# Task details:
Look through the material that follows and show every line with the string "DeserializeOwned".

# Records provided:

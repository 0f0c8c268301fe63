//! # Store
//!
//! Keyed application state with explicit persistence. The state itself lives
//! in memory; `save` / `load` copy single keys to and from a local
//! [`Storage`], `save_for_session` / `load_for_session` do the same against a
//! session [`Storage`]. Values travel through storage JSON-encoded.
//!
//! Stores are singletons per identifier, see [`Store::shared`].

use std::{
    collections::{BTreeMap, HashMap},
    fs,
    io,
    path::{Path, PathBuf},
    sync::Arc,
};

use dashmap::DashMap;
use parking_lot::RwLock;
use serde::{de::DeserializeOwned, Serialize};
use serde_json::Value;
use thiserror::Error;
use tracing::{debug, trace};

use crate::registry::{Registry, RegistryResult};

/// Registry identifier of the default store.
pub const DEFAULT_STORE_NAME: &str = "_STORE";

/// String key/value storage backing a [`Store`].
pub trait Storage: Send + Sync {
    fn get_item(&self, key: &str) -> Option<String>;
    fn set_item(&self, key: &str, value: &str) -> StoreResult<()>;
}

/// Storage that lives as long as the process.
#[derive(Debug, Default)]
pub struct MemoryStorage {
    items: DashMap<String, String>,
}

impl MemoryStorage {
    pub fn new() -> Self {
        Self::default()
    }
}

impl Storage for MemoryStorage {
    fn get_item(&self, key: &str) -> Option<String> {
        self.items.get(key).map(|item| item.value().clone())
    }

    fn set_item(&self, key: &str, value: &str) -> StoreResult<()> {
        self.items.insert(key.to_string(), value.to_string());
        Ok(())
    }
}

/// Storage persisted as a single JSON object file. The whole file is
/// rewritten on every `set_item`.
#[derive(Debug)]
pub struct FileStorage {
    path: PathBuf,
    items: RwLock<BTreeMap<String, String>>,
}

impl FileStorage {
    /// Opens `path`, starting empty when the file does not exist yet.
    pub fn open<P: AsRef<Path>>(path: P) -> StoreResult<Self> {
        let path = path.as_ref().to_path_buf();
        let items = match fs::read_to_string(&path) {
            Ok(content) if content.trim().is_empty() => BTreeMap::new(),
            Ok(content) => serde_json::from_str(&content).map_err(|source| StoreError::Corrupt {
                path: path.clone(),
                source,
            })?,
            Err(e) if e.kind() == io::ErrorKind::NotFound => BTreeMap::new(),
            Err(source) => return Err(StoreError::Io { path, source }),
        };
        Ok(Self {
            path,
            items: RwLock::new(items),
        })
    }

    pub fn path(&self) -> &Path {
        &self.path
    }
}

impl Storage for FileStorage {
    fn get_item(&self, key: &str) -> Option<String> {
        self.items.read().get(key).cloned()
    }

    fn set_item(&self, key: &str, value: &str) -> StoreResult<()> {
        let mut items = self.items.write();
        items.insert(key.to_string(), value.to_string());
        let content = serde_json::to_string_pretty(&*items).map_err(StoreError::Encode)?;
        fs::write(&self.path, content).map_err(|source| StoreError::Io {
            path: self.path.clone(),
            source,
        })?;
        trace!(key, path = %self.path.display(), "Storage item written");
        Ok(())
    }
}

pub struct Store {
    state: RwLock<HashMap<String, Value>>,
    local: Arc<dyn Storage>,
    session: Arc<dyn Storage>,
}

impl Store {
    /// A store whose local and session storage are both in memory.
    pub fn new() -> Self {
        Self::with_storage(Arc::new(MemoryStorage::new()), Arc::new(MemoryStorage::new()))
    }

    pub fn with_storage(local: Arc<dyn Storage>, session: Arc<dyn Storage>) -> Self {
        Self {
            state: RwLock::new(HashMap::new()),
            local,
            session,
        }
    }

    /// The store registered under `identifier`, created in memory on first
    /// access.
    pub fn shared(registry: &Registry, identifier: &str) -> RegistryResult<Arc<Self>> {
        registry.get_or_insert_with(identifier, Self::new)
    }

    pub fn get(&self, key: &str) -> Option<Value> {
        self.state.read().get(key).cloned()
    }

    pub fn get_or(&self, key: &str, default: Value) -> Value {
        self.get(key).unwrap_or(default)
    }

    /// Typed read. `None` when unset or not a `T`.
    pub fn get_as<T: DeserializeOwned>(&self, key: &str) -> Option<T> {
        self.get(key)
            .and_then(|value| serde_json::from_value(value).ok())
    }

    pub fn set(&self, key: &str, value: impl Into<Value>) -> &Self {
        self.state.write().insert(key.to_string(), value.into());
        self
    }

    /// Typed write.
    pub fn set_as<T: Serialize>(&self, key: &str, value: &T) -> StoreResult<&Self> {
        let value = serde_json::to_value(value).map_err(StoreError::Encode)?;
        Ok(self.set(key, value))
    }

    pub fn state(&self) -> HashMap<String, Value> {
        self.state.read().clone()
    }

    /// Writes `key` to local storage.
    pub fn save(&self, key: &str) -> StoreResult<&Self> {
        self.persist(key, self.local.as_ref())
    }

    /// Reads `key` from local storage. An absent or empty item sets
    /// `default`, or `null` without one.
    pub fn load(&self, key: &str, default: Option<Value>) -> StoreResult<&Self> {
        self.restore(key, self.local.as_ref(), default)
    }

    pub fn save_for_session(&self, key: &str) -> StoreResult<&Self> {
        self.persist(key, self.session.as_ref())
    }

    pub fn load_for_session(&self, key: &str, default: Option<Value>) -> StoreResult<&Self> {
        self.restore(key, self.session.as_ref(), default)
    }

    fn persist(&self, key: &str, storage: &dyn Storage) -> StoreResult<&Self> {
        let value = self.get(key).unwrap_or(Value::Null);
        let encoded = serde_json::to_string(&value).map_err(StoreError::Encode)?;
        storage.set_item(key, &encoded)?;
        debug!(key, "Store value saved");
        Ok(self)
    }

    fn restore(
        &self,
        key: &str,
        storage: &dyn Storage,
        default: Option<Value>,
    ) -> StoreResult<&Self> {
        let stored = match storage.get_item(key) {
            Some(item) if !item.is_empty() => {
                serde_json::from_str(&item).map_err(|source| StoreError::Decode {
                    key: key.to_string(),
                    source,
                })?
            }
            _ => Value::Null,
        };
        let value = match stored {
            Value::Null => default.unwrap_or(Value::Null),
            Value::String(s) if s.is_empty() => default.unwrap_or(Value::String(s)),
            stored => stored,
        };
        debug!(key, "Store value loaded");
        Ok(self.set(key, value))
    }
}

impl Default for Store {
    fn default() -> Self {
        Self::new()
    }
}

impl std::fmt::Debug for Store {
    fn fmt(&self, f: &mut std::fmt::Formatter<'_>) -> std::fmt::Result {
        f.debug_struct("Store")
            .field("keys", &self.state.read().len())
            .finish()
    }
}

#[derive(Error, Debug)]
pub enum StoreError {
    #[error("Storage I/O failed for {}: {source}", .path.display())]
    Io {
        path: PathBuf,
        #[source]
        source: io::Error,
    },

    #[error("Storage file {} is not a JSON object of strings: {source}", .path.display())]
    Corrupt {
        path: PathBuf,
        #[source]
        source: serde_json::Error,
    },

    #[error("Stored value for {key} is not valid JSON: {source}")]
    Decode {
        key: String,
        #[source]
        source: serde_json::Error,
    },

    #[error("Value could not be encoded: {0}")]
    Encode(#[source] serde_json::Error),
}

pub type StoreResult<T> = Result<T, StoreError>;

#[cfg(test)]
mod tests {
    use super::*;
    use pretty_assertions::assert_eq;
    use serde_json::json;

    #[test]
    fn test_fresh_store_is_empty() {
        let store = Store::new();
        assert!(store.state().is_empty());
        assert_eq!(store.get("foo"), None);
    }

    #[test]
    fn test_get_with_default() {
        let store = Store::new();
        assert_eq!(store.get_or("foo5", json!(0)), json!(0));
        store.set("foo5", 5);
        assert_eq!(store.get_or("foo5", json!(0)), json!(5));
    }

    #[test]
    fn test_save_and_load_local() {
        let local = Arc::new(MemoryStorage::new());
        let store = Store::with_storage(local.clone(), Arc::new(MemoryStorage::new()));

        store.set("foo", json!({ "bar": 123 })).save("foo").unwrap();
        assert_eq!(local.get_item("foo").as_deref(), Some(r#"{"bar":123}"#));

        let restored = Store::with_storage(local, Arc::new(MemoryStorage::new()));
        restored.load("foo", None).unwrap();
        assert_eq!(restored.get("foo"), Some(json!({ "bar": 123 })));
    }

    #[test]
    fn test_session_is_separate_from_local() {
        let store = Store::new();
        store.set("foo2", json!({ "bar": 123 }));
        store.save_for_session("foo2").unwrap();

        store.set("foo2", json!(null));
        store.load_for_session("foo2", None).unwrap();
        assert_eq!(store.get("foo2"), Some(json!({ "bar": 123 })));

        store.load("foo2", Some(json!("local default"))).unwrap();
        assert_eq!(store.get("foo2"), Some(json!("local default")));
    }

    #[test]
    fn test_load_missing_uses_default() {
        let store = Store::new();
        store.load("foo4", Some(json!({ "bar": 0 }))).unwrap();
        store.load_for_session("foo3", Some(json!({ "bar": 0 }))).unwrap();
        store.load("foo6", None).unwrap();

        assert_eq!(store.get("foo4"), Some(json!({ "bar": 0 })));
        assert_eq!(store.get("foo3"), Some(json!({ "bar": 0 })));
        assert_eq!(store.get("foo6"), Some(Value::Null));
    }

    #[test]
    fn test_load_corrupt_item() {
        let local = Arc::new(MemoryStorage::new());
        local.set_item("broken", "{not json").unwrap();
        let store = Store::with_storage(local, Arc::new(MemoryStorage::new()));

        assert!(matches!(
            store.load("broken", None),
            Err(StoreError::Decode { .. })
        ));
    }

    #[test]
    fn test_typed_access() {
        #[derive(Debug, PartialEq, serde::Serialize, serde::Deserialize)]
        struct Settings {
            theme: String,
        }

        let store = Store::new();
        store
            .set_as(
                "settings",
                &Settings {
                    theme: "dark".to_string(),
                },
            )
            .unwrap();

        assert_eq!(
            store.get_as::<Settings>("settings"),
            Some(Settings {
                theme: "dark".to_string()
            })
        );
        assert_eq!(store.get_as::<u32>("settings"), None);
    }

    #[test]
    fn test_shared_store_is_singleton() {
        let registry = Registry::new();
        let a = Store::shared(&registry, "_STORE_TEST").unwrap();
        let b = Store::shared(&registry, "_STORE_TEST").unwrap();
        a.set("foo", 1);
        assert_eq!(b.get("foo"), Some(json!(1)));
    }

    #[test]
    fn test_file_storage_persists() {
        let dir = tempfile::tempdir().unwrap();
        let path = dir.path().join("local.json");

        let storage = FileStorage::open(&path).unwrap();
        assert_eq!(storage.get_item("foo"), None);
        storage.set_item("foo", r#"{"bar":123}"#).unwrap();

        let reopened = FileStorage::open(&path).unwrap();
        assert_eq!(reopened.get_item("foo").as_deref(), Some(r#"{"bar":123}"#));
        assert_eq!(reopened.path(), path.as_path());
    }

    #[test]
    fn test_file_storage_rejects_corrupt_file() {
        let dir = tempfile::tempdir().unwrap();
        let path = dir.path().join("local.json");
        fs::write(&path, "[1, 2, 3]").unwrap();

        assert!(matches!(
            FileStorage::open(&path),
            Err(StoreError::Corrupt { .. })
        ));
    }
}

# Problem solution:
use serde::{de::DeserializeOwned, Serialize};
    pub fn get_as<T: DeserializeOwned>(&self, key: &str) -> Option<T> {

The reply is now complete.